The proliferating varieties of automotive sharing are catching up to the 31 flavors at ice cream maker Baskin-Robbins. The latest is Daimler's (DDAIF) "Croove" app, which allows an owner to rent his car to someone else for a price and length of time that the two determine.
The service began in Munich this month. While Croove's monetary benefit to Daimler seems obscure, it could provide valuable market research for similar services using the German automaker's own vehicles, such as Car2go, which is owned through the Daimler's Moovel subsidiary.
Daimler is the maker of Mercedes-Benz and Smart branded vehicles.
One thing for sure is that the names for these services are getting pretty weird, at least to the ears of those of a certain age accustomed to hearing about cars one buys from Chevrolet, BMW and Toyota (TM) . The point is that automakers, having watched the growth of Uber and its competitors, are growing more convinced that the young increasingly will choose to pay for rides and short-term rentals rather than to own cars.

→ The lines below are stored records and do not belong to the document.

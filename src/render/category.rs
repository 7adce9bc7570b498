//! Performance categories and their display colours.

/// Colour used for a category label the client does not know.
pub const FALLBACK_COLOR: &str = "#6b7280";

/// A performance category as labelled by the service.
#[derive(Debug, Clone, Copy, PartialEq, Eq)]
pub enum Category {
    Excellent,
    Good,
    Average,
    Poor,
    /// Any label outside the four known ones.
    Unrecognized,
}

impl Category {
    /// Map a service label to a category. Matching is exact.
    pub fn from_label(label: &str) -> Self {
        match label {
            "Excellent" => Self::Excellent,
            "Good" => Self::Good,
            "Average" => Self::Average,
            "Poor" => Self::Poor,
            _ => Self::Unrecognized,
        }
    }

    /// CSS hex colour for the category.
    pub fn color(self) -> &'static str {
        match self {
            Self::Excellent => "#10b981",
            Self::Good => "#3b82f6",
            Self::Average => "#f59e0b",
            Self::Poor => "#ef4444",
            Self::Unrecognized => FALLBACK_COLOR,
        }
    }

    /// The colour at roughly 12% opacity, as an 8-digit hex colour.
    pub fn tint(self) -> String {
        format!("{}20", self.color())
    }
}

But which cars will this new class of customer prefer? How much are they willing to pay? Which cities are most eager to cooperate with commercial sharing ventures? The potential for reducing congestion, pollution and the need for parking structures is great. Yet BMW decided in late 2015 to pull its DriveNow ride-sharing venture from San Francisco due to difficulties gaining parking permits from the city.